We have argued in other articles on this Blog that ATOS work capability assessments are unethical. Now a former Navy Doctor and disability analyst at Atos reveals why he chose to blow the whistle on the government work capability assessment, on bmj.com today.
Dr Greg Wood explains that he made the decision to publicise his concerns about the Atos work capability assessment (WCA) because of interference with reports which he felt “encroached on my professional autonomy and crossed ethical boundaries”, in his BMJ opinion piece.
The system’s implementation, he says, makes it unduly hard for claimants to quality for benefits and therefore overlooks a number of limiting factors of the assessment method that might suggest otherwise.

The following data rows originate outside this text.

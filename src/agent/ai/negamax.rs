// Negamax Search with Alpha-Beta Pruning
//
// Negamax uses max(a, b) = -min(-a, -b) so one function serves both sides:
// each level negates the child's score and swaps the window.
//
// There is no check detection. Taking the opposing King ends the line with
// KING_CAPTURE_SCORE; a side without any move scores -BIG.

use crate::game_repr::{Color, Move, PieceKind, Position};
use super::context::EngineContext;
use super::eval_memo::EvalMemo;
use super::evaluation::{evaluate, BIG, KING_CAPTURE_SCORE};
use super::move_ordering::generate_ordered_moves;

/// True when `mv` would take the opposing King
#[inline]
pub fn captures_king(pos: &Position, mv: &Move) -> bool {
    mv.capture
        .and_then(|sq| pos.piece_at(sq))
        .is_some_and(|p| p.kind == PieceKind::King)
}

/// Negamax search with alpha-beta pruning
///
/// # Arguments
///
/// * `pos` - Current position (mutated by make/unmake, restored on return)
/// * `side` - Side to move at this node
/// * `depth` - Remaining plies; 0 evaluates the position
/// * `alpha`, `beta` - Search window from `side`'s point of view
/// * `hash` - Zobrist hash of `pos`
/// * `nodes` - Incremented once per move made
///
/// # Returns
///
/// Score from the perspective of `side`
#[allow(clippy::too_many_arguments)]
pub fn negamax(
    ctx: &EngineContext,
    memo: &mut EvalMemo,
    pos: &mut Position,
    side: Color,
    depth: u8,
    mut alpha: f32,
    beta: f32,
    hash: u64,
    nodes: &mut u64,
) -> f32 {
    if depth == 0 {
        return evaluate(pos, side, ctx, memo, hash);
    }

    let moves = generate_ordered_moves(pos, side, None);
    if moves.is_empty() {
        return -BIG;
    }

    let mut best = f32::NEG_INFINITY;
    for mv in &moves {
        if captures_king(pos, mv) {
            return KING_CAPTURE_SCORE;
        }

        let (child_hash, undo) = ctx.zobrist.make_move(pos, mv, hash);
        *nodes += 1;
        let score = -negamax(ctx, memo, pos, side.opposite(), depth - 1, -beta, -alpha, child_hash, nodes);
        pos.unmake(mv, undo);

        if score > best {
            best = score;
        }
        alpha = alpha.max(best);
        if alpha >= beta {
            break;
        }
    }

    best
}
use std::sync::atomic::AtomicBool;
use std::time::Duration;

use criterion::{black_box, criterion_group, criterion_main, Criterion};
use grid_chess::agent::ai::{iterative_deepening_search, static_eval, EngineContext, EvalMemo, SearchConfig, StartDepth};
use grid_chess::game_repr::{Color, Position};

fn fixed_depth(depth: u8) -> SearchConfig {
    SearchConfig {
        time_budget: Duration::from_secs(3600),
        start_depth: StartDepth::Fixed(depth),
        max_depth: depth,
    }
}

fn bench_search_depth_3(c: &mut Criterion) {
    let ctx = EngineContext::new();
    let pos = Position::default();
    let config = fixed_depth(3);
    let cancel = AtomicBool::new(false);
    c.bench_function("search depth 3 (cold memo)", |b| {
        b.iter(|| {
            let mut memo = EvalMemo::new();
            black_box(iterative_deepening_search(&ctx, &mut memo, &pos, Color::White, &config, &cancel))
        })
    });
}

fn bench_search_depth_4_middlegame(c: &mut Criterion) {
    let ctx = EngineContext::new();
    let pos = Position::from_fen(
        "r3k2r/p1ppqpb1/bn2pnp1/3PN3/1p2P3/2N2Q1p/PPPBBPPP/R3K2R w KQkq -",
        Color::White,
    )
    .unwrap();
    let config = fixed_depth(4);
    let cancel = AtomicBool::new(false);
    let mut memo = EvalMemo::new();
    c.bench_function("search depth 4 kiwipete (warm memo)", |b| {
        b.iter(|| black_box(iterative_deepening_search(&ctx, &mut memo, &pos, Color::White, &config, &cancel)))
    });
}

fn bench_static_eval(c: &mut Criterion) {
    let ctx = EngineContext::new();
    let pos = Position::default();
    c.bench_function("static eval", |b| {
        b.iter(|| black_box(static_eval(&pos, Color::White, &ctx)))
    });
}

criterion_group!(benches, bench_search_depth_3, bench_search_depth_4_middlegame, bench_static_eval);
criterion_main!(benches);
use crate::game_repr::{MoveList, Position, Square};

pub(crate) const BISHOP_DIRECTIONS: [(i8, i8); 4] = [(1, 1), (-1, -1), (-1, 1), (1, -1)];

impl Position {
    /// Generate bishop moves into a provided buffer
    pub fn bishop_moves_into(&self, from: Square, moves: &mut MoveList) {
        self.slide_moves_into(from, &BISHOP_DIRECTIONS, moves);
    }
}
pub mod player;
pub use player::*;

pub mod ai;
pub use ai::{BestMove, Difficulty, Engine, NegamaxPlayer, SearchConfig, SearchHandle, SearchResult};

Dr Wood argues that reports were finalised despite one in five lacking key written evidence, and also reveals that Atos auditors instructed clinicians to change their reports without having examined the patient themselves.
Contrary to the purpose of the WCA – to save money from the taxpayer being awarded in benefits to those who are in fact capable of working – Dr. Wood believes that the cost of successful tribunal appeals against the DWP from those unjustly forced to work was an additional waste of taxpayer money.
“Medical knowledge was being twisted [and] misery was being heaped on people with real disabilities”, he argues.
Since Dr Wood blew the whistle, the DWP made the decision to retrain all Atos assessors and call in external auditors to ensure accurate work capability assessments would take place in the future.